When I was first contacted by Penguin about writing a board books series in partnership with the nonprofit organization Girls Who Code, I thought, “Is it possible to introduce coding to babies?” Writing a board book with only 14 pages doesn’t sound that difficult, but writing a board book about coding? Do I even know enough about the topic?
Although I am a children’s author and library director now, in my 20s I worked for a small software company, and then for IBM. I wasn’t a programmer, but I worked closely with people writing code. My job was to test the software — I would go back and forth with the programmers until the software was ready for users to test. I understand the basics of coding, so I should be able to write board books about it, right?
It turns out knowing enough was only part of the challenge — the main issue was figuring out what approach to take. When I wrote my first draft, it ended up explaining what a computer is because I thought I couldn’t introduce coding without it. Well, it took an entire book to explain the computer’s hardware, and I hadn’t even used the word “code” in the text! I got feedback from my editorial team to try and focus more on simpler, specific aspects of coding, so I wrote a draft called “Baby Learns Loops,” which tackled a core coding concept. But no matter how I framed it, the concept felt too big and difficult for a board book.
My editorial team suggested I try focusing on computer applications instead (how computers are used in everyday tasks), and ways that a computer affects a baby’s life. That’s what finally led to my first draft of Baby Code!, more than a month after I had started the project. Yes, crafting 14 sentences took more than a month. (It also took much patience from my wonderful critique group who gave me feedback on every version. Thank you, ladies!)

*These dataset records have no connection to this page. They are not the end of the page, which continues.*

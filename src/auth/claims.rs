use serde::{Deserialize, Serialize};

/// JWT payload carried by every session token.
#[derive(Debug, Clone, PartialEq, Eq, Serialize, Deserialize)]
#[serde(rename_all = "camelCase")]
pub struct Claims {
    pub user_id: i64,
    pub username: String,
    pub role: String,
    pub iat: i64, // issued at (unix seconds)
    pub exp: i64, // expires at (unix seconds)
}
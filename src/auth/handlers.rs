use axum::{
    extract::{rejection::JsonRejection, State},
    http::StatusCode,
    routing::{get, post},
    Json, Router,
};
use tracing::{info, instrument, warn};

use crate::{
    auth::{
        dto::{LoginRequest, LoginResponse, MeResponse, RegisterRequest, RegisterResponse},
        error::{AuthError, ErrorBody},
        extractors::AuthUser,
        repo_types::User,
    },
    state::AppState,
};

pub fn auth_routes() -> Router<AppState> {
    Router::new()
        .route("/register", post(register))
        .route("/login", post(login))
}

pub fn me_routes() -> Router<AppState> {
    Router::new().route("/me", get(get_me))
}

/// Bodies axum can't decode are reported the same way as missing fields.
fn json_body<T>(payload: Result<Json<T>, JsonRejection>) -> Result<T, AuthError> {
    payload
        .map(|Json(body)| body)
        .map_err(|e| AuthError::Validation(e.body_text()))
}

#[utoipa::path(
    post,
    path = "/register",
    request_body = RegisterRequest,
    responses(
        (status = 201, description = "User registered", body = RegisterResponse),
        (status = 400, description = "Missing or malformed fields", body = ErrorBody),
        (status = 409, description = "Username already taken", body = ErrorBody),
    ),
    tag = "users"
)]
#[instrument(skip(state, payload))]
pub async fn register(
    State(state): State<AppState>,
    payload: Result<Json<RegisterRequest>, JsonRejection>,
) -> Result<(StatusCode, Json<RegisterResponse>), AuthError> {
    let payload = json_body(payload)?;
    payload.validate()?;
    let RegisterRequest {
        username,
        password,
        role,
    } = payload;

    let hash = state.passwords.hash_blocking(password).await?;
    let user_id = User::register(&state.db, &username, &hash, &role).await?;

    info!(user_id, username = %username, role = %role, "user registered");
    Ok((
        StatusCode::CREATED,
        Json(RegisterResponse { user_id, username }),
    ))
}

#[utoipa::path(
    post,
    path = "/login",
    request_body = LoginRequest,
    responses(
        (status = 200, description = "Session token issued", body = LoginResponse),
        (status = 400, description = "Missing or malformed fields", body = ErrorBody),
        (status = 401, description = "Wrong password", body = ErrorBody),
        (status = 404, description = "Unknown username", body = ErrorBody),
    ),
    tag = "users"
)]
#[instrument(skip(state, payload))]
pub async fn login(
    State(state): State<AppState>,
    payload: Result<Json<LoginRequest>, JsonRejection>,
) -> Result<Json<LoginResponse>, AuthError> {
    let payload = json_body(payload)?;
    payload.validate()?;

    let user = User::find_by_username(&state.db, &payload.username)
        .await
        .map_err(|e| {
            if matches!(e, AuthError::NotFound) {
                warn!(username = %payload.username, "login unknown username");
            }
            e
        })?;

    let ok = state
        .passwords
        .verify_blocking(payload.password, user.password_hash)
        .await?;
    if !ok {
        warn!(user_id = user.id, "login invalid password");
        return Err(AuthError::InvalidCredential);
    }

    let token = state.keys.issue(user.id, &user.username, &user.role)?;

    info!(user_id = user.id, username = %user.username, "user logged in");
    Ok(Json(LoginResponse { token }))
}

#[utoipa::path(
    get,
    path = "/me",
    responses(
        (status = 200, description = "Identity carried by the token", body = MeResponse),
        (status = 401, description = "No token presented", body = ErrorBody),
        (status = 403, description = "Invalid or expired token", body = ErrorBody),
    ),
    security(("bearerAuth" = [])),
    tag = "users"
)]
#[instrument(skip_all)]
pub async fn get_me(AuthUser(claims): AuthUser) -> Json<MeResponse> {
    Json(MeResponse {
        user_id: claims.user_id,
        username: claims.username,
        role: claims.role,
    })
}
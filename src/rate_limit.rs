use std::{
    net::{IpAddr, SocketAddr},
    num::NonZeroU32,
    time::Duration,
};

use anyhow::Context;
use axum::{
    extract::{ConnectInfo, Request, State},
    http::{header::RETRY_AFTER, HeaderValue, StatusCode},
    middleware::Next,
    response::Response,
};
use governor::{
    clock::{Clock, DefaultClock},
    DefaultKeyedRateLimiter, Quota, RateLimiter,
};
use tracing::warn;

use crate::{auth::error::json_error, config::RateLimitConfig, state::AppState};

/// Per client IP request budget.
///
/// A client may spend the whole budget at once; after that capacity comes back
/// evenly over the window, so no IP ever gets more than `max_requests` in one window.
pub struct ClientRateLimiter {
    limiter: DefaultKeyedRateLimiter<IpAddr>,
    max_requests: u32,
}

impl ClientRateLimiter {
    pub fn from_config(config: &RateLimitConfig) -> anyhow::Result<Self> {
        let burst = NonZeroU32::new(config.max_requests)
            .context("rate limit must allow at least one request")?;
        let period = Duration::from_secs(config.window_secs) / config.max_requests;
        let quota = Quota::with_period(period)
            .context("rate limit window is too short")?
            .allow_burst(burst);

        Ok(Self {
            limiter: RateLimiter::keyed(quota),
            max_requests: config.max_requests,
        })
    }

    pub fn max_requests(&self) -> u32 {
        self.max_requests
    }

    /// `Err` holds how long `ip` has to wait before its next request is accepted.
    pub fn check(&self, ip: IpAddr) -> Result<(), Duration> {
        self.limiter
            .check_key(&ip)
            .map_err(|not_until| not_until.wait_time_from(DefaultClock::default().now()))
    }

    /// Drops state for clients whose budget has fully refilled.
    pub fn retain_recent(&self) {
        self.limiter.retain_recent();
    }

    pub fn tracked_clients(&self) -> usize {
        self.limiter.len()
    }
}

/// Middleware applied to every route, the fallback included.
pub async fn limit_by_ip(
    State(state): State<AppState>,
    ConnectInfo(addr): ConnectInfo<SocketAddr>,
    req: Request,
    next: Next,
) -> Response {
    let ip = addr.ip();
    match state.limiter.check(ip) {
        Ok(()) => next.run(req).await,
        Err(wait) => {
            let retry_after = wait.as_secs().max(1);
            warn!(client_ip = %ip, retry_after, "rate limit exceeded");

            let mut res = json_error(
                StatusCode::TOO_MANY_REQUESTS,
                "Too many requests, please try again later.",
            );
            let headers = res.headers_mut();
            headers.insert(RETRY_AFTER, HeaderValue::from(retry_after));
            headers.insert(
                "x-ratelimit-limit",
                HeaderValue::from(state.limiter.max_requests()),
            );
            res
        }
    }
}

#[cfg(test)]
mod tests {
    use super::*;

    fn limiter(max_requests: u32, window_secs: u64) -> ClientRateLimiter {
        ClientRateLimiter::from_config(&RateLimitConfig {
            max_requests,
            window_secs,
        })
        .unwrap()
    }

    #[test]
    fn budget_is_spent_then_refused() {
        let limiter = limiter(3, 900);
        let ip: IpAddr = "10.0.0.1".parse().unwrap();

        for _ in 0..3 {
            assert!(limiter.check(ip).is_ok());
        }
        let wait = limiter.check(ip).unwrap_err();
        assert!(wait > Duration::ZERO);
        // one request's share of the window, never the whole window
        assert!(wait <= Duration::from_secs(300));
    }

    #[test]
    fn clients_are_counted_separately() {
        let limiter = limiter(1, 60);
        let a: IpAddr = "10.0.0.1".parse().unwrap();
        let b: IpAddr = "10.0.0.2".parse().unwrap();

        assert!(limiter.check(a).is_ok());
        assert!(limiter.check(a).is_err());
        assert!(limiter.check(b).is_ok());
        assert_eq!(limiter.tracked_clients(), 2);
    }

    #[test]
    fn default_budget_is_one_hundred_per_quarter_hour() {
        let limiter = ClientRateLimiter::from_config(&RateLimitConfig::default()).unwrap();
        let ip: IpAddr = "::1".parse().unwrap();

        assert_eq!(limiter.max_requests(), 100);
        assert!((0..100).all(|_| limiter.check(ip).is_ok()));
        assert!(limiter.check(ip).is_err());
    }
}
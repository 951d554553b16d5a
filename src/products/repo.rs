use sqlx::SqlitePool;

use super::{dto::NewProduct, error::ProductError, repo_types::Product};
use crate::db::is_unique_violation;

impl Product {
    /// Insert a product; `product_id` collisions report `Conflict`.
    pub async fn create(db: &SqlitePool, new: &NewProduct) -> Result<i64, ProductError> {
        let existing: Option<(i64,)> = sqlx::query_as("SELECT id FROM products WHERE product_id = ?")
            .bind(new.product_id)
            .fetch_optional(db)
            .await?;
        if existing.is_some() {
            return Err(ProductError::Conflict);
        }

        let done = sqlx::query(
            r#"
            INSERT INTO products (product_id, name, stock)
            VALUES (?, ?, ?)
            "#,
        )
        .bind(new.product_id)
        .bind(&new.name)
        .bind(new.stock)
        .execute(db)
        .await
        .map_err(|e| {
            if is_unique_violation(&e) {
                ProductError::Conflict
            } else {
                ProductError::Storage(e)
            }
        })?;
        Ok(done.last_insert_rowid())
    }

    pub async fn list(db: &SqlitePool, limit: i64, offset: i64) -> Result<Vec<Product>, ProductError> {
        let rows = sqlx::query_as::<_, Product>(
            r#"
            SELECT id, product_id, name, stock
            FROM products
            ORDER BY id ASC
            LIMIT ? OFFSET ?
            "#,
        )
        .bind(limit)
        .bind(offset)
        .fetch_all(db)
        .await?;
        Ok(rows)
    }
}

#[cfg(test)]
mod tests {
    use super::*;
    use crate::db::test_pool;

    fn widget(product_id: i64) -> NewProduct {
        NewProduct {
            product_id,
            name: format!("widget-{product_id}"),
            stock: 5,
        }
    }

    #[tokio::test]
    async fn duplicate_product_id_conflicts() {
        let db = test_pool().await;
        Product::create(&db, &widget(42)).await.unwrap();
        let err = Product::create(&db, &widget(42)).await.unwrap_err();
        assert!(matches!(err, ProductError::Conflict));
        assert_eq!(Product::list(&db, 10, 0).await.unwrap().len(), 1);
    }

    #[tokio::test]
    async fn list_pages_in_insertion_order() {
        let db = test_pool().await;
        for id in 1..=5 {
            Product::create(&db, &widget(id)).await.unwrap();
        }
        let page: Vec<i64> = Product::list(&db, 2, 2)
            .await
            .unwrap()
            .into_iter()
            .map(|p| p.product_id)
            .collect();
        assert_eq!(page, vec![3, 4]);
        assert!(Product::list(&db, 10, 10).await.unwrap().is_empty());
    }
}
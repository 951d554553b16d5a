use axum::Router;
use utoipa::{
    openapi::security::{HttpAuthScheme, HttpBuilder, SecurityScheme},
    Modify, OpenApi,
};
use utoipa_swagger_ui::SwaggerUi;

use crate::{
    auth::{self, error::ErrorBody},
    products,
    state::AppState,
};

#[derive(OpenApi)]
#[openapi(
    info(
        title = "authcat",
        description = "User registration, token login and an admin-guarded product catalog"
    ),
    paths(
        auth::handlers::register,
        auth::handlers::login,
        auth::handlers::get_me,
        products::handlers::add_product,
        products::handlers::list_products,
    ),
    components(schemas(ErrorBody)),
    modifiers(&BearerAuth),
    tags(
        (name = "users", description = "Registration, login and token identity"),
        (name = "products", description = "Product catalog"),
    )
)]
struct ApiDoc;

struct BearerAuth;

impl Modify for BearerAuth {
    fn modify(&self, openapi: &mut utoipa::openapi::OpenApi) {
        let components = openapi.components.get_or_insert_with(Default::default);
        components.add_security_scheme(
            "bearerAuth",
            SecurityScheme::Http(
                HttpBuilder::new()
                    .scheme(HttpAuthScheme::Bearer)
                    .bearer_format("JWT")
                    .build(),
            ),
        );
    }
}

#[must_use]
pub fn openapi() -> utoipa::openapi::OpenApi {
    ApiDoc::openapi()
}

/// Swagger UI at `/api-docs`, raw document at `/api-docs/openapi.json`.
pub fn router() -> Router<AppState> {
    Router::new().merge(SwaggerUi::new("/api-docs").url("/api-docs/openapi.json", openapi()))
}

After all that effort, will a baby understand coding when an adult reads Baby Code! aloud? Of course not. Yes, there are real code snippets incorporated into the book to give a feel for actual coding — but they don’t need to be read for the narrative to work. And just like no one expects a baby to suddenly learn to read words, no one should expect a baby to learn code. The purpose of these books is to introduce the concept of coding in a way that relates to a baby’s world. The reality is that many babies are exposed to computers from the minute they are born. Think of all the complicated equipment in the hospital at birth, and of how many parents and grandparents take photos of their newborns with smartphones — most babies encounter computers from their very first day of life!
While a baby might not understand technology, she quickly learns how to work with it. As soon as my nephew could say a few words, he would yell, “Wake!” directly into his baby monitor. He understood that the monitor somehow communicated with his parents. These board books feature computers that babies interact with on a daily basis. The code behind the computers is what allows the computer to interact with a person. I believe young children (and these books are for toddlers, too) can grasp the idea that a person can tell a computer what to do — and that’s coding!
Whether a little reader understands the concept of coding or not, it’s worth reading these books to her — along with many other books, of course — because reading to a baby boosts her brain power and helps prepare her for reading on her own one day. So grab a Baby Code! book and enjoy reading it with a child. The seed to understanding the concept of coding might be planted along the way.